use crate::config::types::{
    Config, DateRangeConfig, HttpConfig, OrchestrationConfig, OutputConfig, TargetEntry,
};
use crate::ConfigError;
use std::collections::HashSet;
use url::Url;

/// Validates the entire configuration
pub fn validate(config: &Config) -> Result<(), ConfigError> {
    validate_orchestration_config(&config.orchestration)?;
    validate_date_range(&config.date_range)?;
    validate_http_config(&config.http)?;
    validate_output_config(&config.output)?;
    validate_targets(&config.targets)?;
    Ok(())
}

/// Validates batching and retry settings
fn validate_orchestration_config(config: &OrchestrationConfig) -> Result<(), ConfigError> {
    if config.concurrency < 1 || config.concurrency > 50 {
        return Err(ConfigError::Validation(format!(
            "concurrency must be between 1 and 50, got {}",
            config.concurrency
        )));
    }

    if config.retries < 1 || config.retries > 10 {
        return Err(ConfigError::Validation(format!(
            "retries must be between 1 and 10, got {}",
            config.retries
        )));
    }

    Ok(())
}

fn validate_date_range(config: &DateRangeConfig) -> Result<(), ConfigError> {
    if let Some(0) = config.days_ahead {
        return Err(ConfigError::Validation("days-ahead must be >= 1".to_string()));
    }

    if config.end.is_some() && config.days_ahead.is_some() {
        return Err(ConfigError::Validation(
            "date-range accepts either end or days-ahead, not both".to_string(),
        ));
    }

    if let (Some(start), Some(end)) = (config.start, config.end) {
        if start > end {
            return Err(ConfigError::Validation(format!(
                "date-range start {} is after end {}",
                start, end
            )));
        }
    }

    Ok(())
}

fn validate_http_config(config: &HttpConfig) -> Result<(), ConfigError> {
    if config.user_agent.trim().is_empty() {
        return Err(ConfigError::Validation("user-agent cannot be empty".to_string()));
    }

    if config.timeout_secs < 1 || config.connect_timeout_secs < 1 {
        return Err(ConfigError::Validation(format!(
            "timeouts must be >= 1s, got timeout-secs={} connect-timeout-secs={}",
            config.timeout_secs, config.connect_timeout_secs
        )));
    }

    Ok(())
}

/// Validates output configuration
fn validate_output_config(config: &OutputConfig) -> Result<(), ConfigError> {
    if config.report_path.is_empty() {
        return Err(ConfigError::Validation("report-path cannot be empty".to_string()));
    }

    if config.results_path.is_empty() {
        return Err(ConfigError::Validation("results-path cannot be empty".to_string()));
    }

    Ok(())
}

/// Validates target entries
fn validate_targets(targets: &[TargetEntry]) -> Result<(), ConfigError> {
    let mut seen = HashSet::new();

    for entry in targets {
        if !seen.insert(&entry.id) {
            return Err(ConfigError::Validation(format!(
                "Duplicate target id '{}'",
                entry.id
            )));
        }

        if entry.name.trim().is_empty() {
            return Err(ConfigError::Validation(format!(
                "Target '{}' must have a name",
                entry.id
            )));
        }

        if entry.provider.trim().is_empty() {
            return Err(ConfigError::Validation(format!(
                "Target '{}' must name a provider",
                entry.id
            )));
        }

        let url = Url::parse(&entry.url).map_err(|e| {
            ConfigError::InvalidUrl(format!(
                "Invalid URL '{}' for target '{}': {}",
                entry.url, entry.id, e
            ))
        })?;

        if url.scheme() != "https" && url.scheme() != "http" {
            return Err(ConfigError::InvalidUrl(format!(
                "Target '{}' URL must use http or https, got '{}'",
                entry.id,
                url.scheme()
            )));
        }
    }

    Ok(())
}
//! Provider registry mapping type tags to constructors

use crate::config::HttpConfig;
use crate::provider::http_json::{HttpJsonProvider, JSON_API_PROVIDER};
use crate::provider::traits::{ProviderFactory, ScrapeProvider};
use std::collections::BTreeMap;
use std::sync::Arc;

type Constructor = Arc<dyn Fn() -> Box<dyn ScrapeProvider> + Send + Sync>;

/// Registry of provider constructors, resolved by type tag at scrape time
#[derive(Clone, Default)]
pub struct ProviderRegistry {
    constructors: BTreeMap<String, Constructor>,
}

impl ProviderRegistry {
    /// Creates an empty registry
    pub fn new() -> Self {
        Self::default()
    }

    /// Creates a registry with the built-in providers registered
    ///
    /// # Arguments
    ///
    /// * `http` - HTTP settings shared by the HTTP-based providers
    pub fn with_defaults(http: &HttpConfig) -> Self {
        let http = http.clone();
        Self::new().register(JSON_API_PROVIDER, move || {
            Box::new(HttpJsonProvider::new(http.clone()))
        })
    }

    /// Registers a constructor for a provider type, replacing any previous one
    pub fn register<F>(mut self, provider_type: impl Into<String>, constructor: F) -> Self
    where
        F: Fn() -> Box<dyn ScrapeProvider> + Send + Sync + 'static,
    {
        self.constructors
            .insert(provider_type.into(), Arc::new(constructor));
        self
    }

    /// Returns whether a provider type is registered
    pub fn contains(&self, provider_type: &str) -> bool {
        self.constructors.contains_key(provider_type)
    }

    /// Registered type tags, sorted
    pub fn provider_types(&self) -> Vec<&str> {
        self.constructors.keys().map(String::as_str).collect()
    }
}

impl ProviderFactory for ProviderRegistry {
    fn create(&self, provider_type: &str) -> Option<Box<dyn ScrapeProvider>> {
        self.constructors
            .get(provider_type)
            .map(|constructor| constructor())
    }
}

impl std::fmt::Debug for ProviderRegistry {
    fn fmt(&self, f: &mut std::fmt::Formatter<'_>) -> std::fmt::Result {
        f.debug_struct("ProviderRegistry")
            .field("provider_types", &self.provider_types())
            .finish()
    }
}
· · · · ·
All of the entries need to be reproduced exactly; please write them out.

Exercise response →
use crate::config::types::{
    Config, DateRangeConfig, HttpConfig, OrchestrationConfig, OutputConfig, TargetEntry,
};
use crate::ConfigError;
use std::collections::HashSet;
use url::Url;

/// Validates the entire configuration
pub fn validate(config: &Config) -> Result<(), ConfigError> {
    validate_orchestration_config(&config.orchestration)?;
    validate_date_range(&config.date_range)?;
    validate_http_config(&config.http)?;
    validate_output_config(&config.output)?;
    validate_targets(&config.targets)?;
    Ok(())
}

/// Validates batching and retry settings
fn validate_orchestration_config(config: &OrchestrationConfig) -> Result<(), ConfigError> {
    if config.concurrency < 1 || config.concurrency > 50 {
        return Err(ConfigError::Validation(format!(
            "concurrency must be between 1 and 50, got {}",
            config.concurrency
        )));
    }

    if config.retries < 1 || config.retries > 10 {
        return Err(ConfigError::Validation(format!(
            "retries must be between 1 and 10, got {}",
            config.retries
        )));
    }

    Ok(())
}

fn validate_date_range(config: &DateRangeConfig) -> Result<(), ConfigError> {
    if let Some(0) = config.days_ahead {
        return Err(ConfigError::Validation("days-ahead must be >= 1".to_string()));
    }

    if config.end.is_some() && config.days_ahead.is_some() {
        return Err(ConfigError::Validation(
            "date-range accepts either end or days-ahead, not both".to_string(),
        ));
    }

    if let (Some(start), Some(end)) = (config.start, config.end) {
        if start > end {
            return Err(ConfigError::Validation(format!(
                "date-range start {} is after end {}",
                start, end
            )));
        }
    }

    Ok(())
}

fn validate_http_config(config: &HttpConfig) -> Result<(), ConfigError> {
    if config.user_agent.trim().is_empty() {
        return Err(ConfigError::Validation("user-agent cannot be empty".to_string()));
    }

    if config.timeout_secs < 1 || config.connect_timeout_secs < 1 {
        return Err(ConfigError::Validation(format!(
            "timeouts must be >= 1s, got timeout-secs={} connect-timeout-secs={}",
            config.timeout_secs, config.connect_timeout_secs
        )));
    }

    Ok(())
}

/// Validates output configuration
fn validate_output_config(config: &OutputConfig) -> Result<(), ConfigError> {
    if config.report_path.is_empty() {
        return Err(ConfigError::Validation("report-path cannot be empty".to_string()));
    }

    if config.results_path.is_empty() {
        return Err(ConfigError::Validation("results-path cannot be empty".to_string()));
    }

    Ok(())
}

/// Validates target entries
fn validate_targets(targets: &[TargetEntry]) -> Result<(), ConfigError> {
    let mut seen = HashSet::new();

    for entry in targets {
        if !seen.insert(&entry.id) {
            return Err(ConfigError::Validation(format!(
                "Duplicate target id '{}'",
                entry.id
            )));
        }

        if entry.name.trim().is_empty() {
            return Err(ConfigError::Validation(format!(
                "Target '{}' must have a name",
                entry.id
            )));
        }

        if entry.provider.trim().is_empty() {
            return Err(ConfigError::Validation(format!(
                "Target '{}' must name a provider",
                entry.id
            )));
        }

        let url = Url::parse(&entry.url).map_err(|e| {
            ConfigError::InvalidUrl(format!(
                "Invalid URL '{}' for target '{}': {}",
                entry.url, entry.id, e
            ))
        })?;

        if url.scheme() != "https" && url.scheme() != "http" {
            return Err(ConfigError::InvalidUrl(format!(
                "Target '{}' URL must use http or https, got '{}'",
                entry.id,
                url.scheme()
            )));
        }
    }

    Ok(())
}
//! Provider registry mapping type tags to constructors

use crate::config::HttpConfig;
use crate::provider::http_json::{HttpJsonProvider, JSON_API_PROVIDER};
use crate::provider::traits::{ProviderFactory, ScrapeProvider};
use std::collections::BTreeMap;
use std::sync::Arc;

type Constructor = Arc<dyn Fn() -> Box<dyn ScrapeProvider> + Send + Sync>;

/// Registry of provider constructors, resolved by type tag at scrape time
#[derive(Clone, Default)]
pub struct ProviderRegistry {
    constructors: BTreeMap<String, Constructor>,
}

impl ProviderRegistry {
    /// Creates an empty registry
    pub fn new() -> Self {
        Self::default()
    }

    /// Creates a registry with the built-in providers registered
    ///
    /// # Arguments
    ///
    /// * `http` - HTTP settings shared by the HTTP-based providers
    pub fn with_defaults(http: &HttpConfig) -> Self {
        let http = http.clone();
        Self::new().register(JSON_API_PROVIDER, move || {
            Box::new(HttpJsonProvider::new(http.clone()))
        })
    }

    /// Registers a constructor for a provider type, replacing any previous one
    pub fn register<F>(mut self, provider_type: impl Into<String>, constructor: F) -> Self
    where
        F: Fn() -> Box<dyn ScrapeProvider> + Send + Sync + 'static,
    {
        self.constructors
            .insert(provider_type.into(), Arc::new(constructor));
        self
    }

    /// Returns whether a provider type is registered
    pub fn contains(&self, provider_type: &str) -> bool {
        self.constructors.contains_key(provider_type)
    }

    /// Registered type tags, sorted
    pub fn provider_types(&self) -> Vec<&str> {
        self.constructors.keys().map(String::as_str).collect()
    }
}

impl ProviderFactory for ProviderRegistry {
    fn create(&self, provider_type: &str) -> Option<Box<dyn ScrapeProvider>> {
        self.constructors
            .get(provider_type)
            .map(|constructor| constructor())
    }
}

impl std::fmt::Debug for ProviderRegistry {
    fn fmt(&self, f: &mut std::fmt::Formatter<'_>) -> std::fmt::Result {
        f.debug_struct("ProviderRegistry")
            .field("provider_types", &self.provider_types())
            .finish()
    }
}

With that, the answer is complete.